use std::{io, path::StripPrefixError};

use serde::{Deserialize, Serialize};
use thiserror::Error;

#[derive(Debug, Clone, PartialEq, Serialize, Deserialize, Error)]
pub enum LoamError {
    /// Two source files normalize to the same canonical note id. This is the
    /// only error that aborts a build; everything else degrades to a
    /// diagnostic.
    #[error("duplicate note id '{id}': both '{first}' and '{second}' normalize to it")]
    DuplicateId {
        id: String,
        first: String,
        second: String,
    },
    #[error("Configuration error: {0}")]
    Config(String),
    #[error("File System error: {0}")]
    Io(String),
    #[error("Item Not Found: {0}")]
    NotFound(String),
    #[error("You do not have permission to access this resource")]
    PermissionDenied,
    #[error("(De)Serialization error: {0}")]
    Serialization(String),
}

impl From<StripPrefixError> for LoamError {
    fn from(src: StripPrefixError) -> LoamError {
        LoamError::NotFound(format!("Strip prefix failed for path. Error: {src}"))
    }
}

impl From<toml::de::Error> for LoamError {
    fn from(src: toml::de::Error) -> LoamError {
        LoamError::Config(format!("Toml deserialization error: {src}"))
    }
}

impl From<serde_yaml::Error> for LoamError {
    fn from(src: serde_yaml::Error) -> LoamError {
        LoamError::Serialization(format!("Yaml deserialization error: {src}"))
    }
}

impl From<serde_json::Error> for LoamError {
    fn from(src: serde_json::Error) -> LoamError {
        LoamError::Serialization(format!("JSON (de)serialization error: {src}"))
    }
}

impl From<io::Error> for LoamError {
    fn from(x: io::Error) -> Self {
        match x.kind() {
            io::ErrorKind::NotFound => LoamError::NotFound(format!("{x}")),
            io::ErrorKind::PermissionDenied => LoamError::PermissionDenied,
            _ => LoamError::Io(format!("IOError: {}", x.kind())),
        }
    }
}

## Exercise prompt
What you return must be the lines above that run from the line with "impl From<serde_json::Error> for" to the line with "fn from(x: io::Error)", inclusive, each copied exactly.

## Expected answer
impl From<serde_json::Error> for LoamError {
    fn from(src: serde_json::Error) -> LoamError {
        LoamError::Serialization(format!("JSON (de)serialization error: {src}"))
    }
}

impl From<io::Error> for LoamError {
    fn from(x: io::Error) -> Self {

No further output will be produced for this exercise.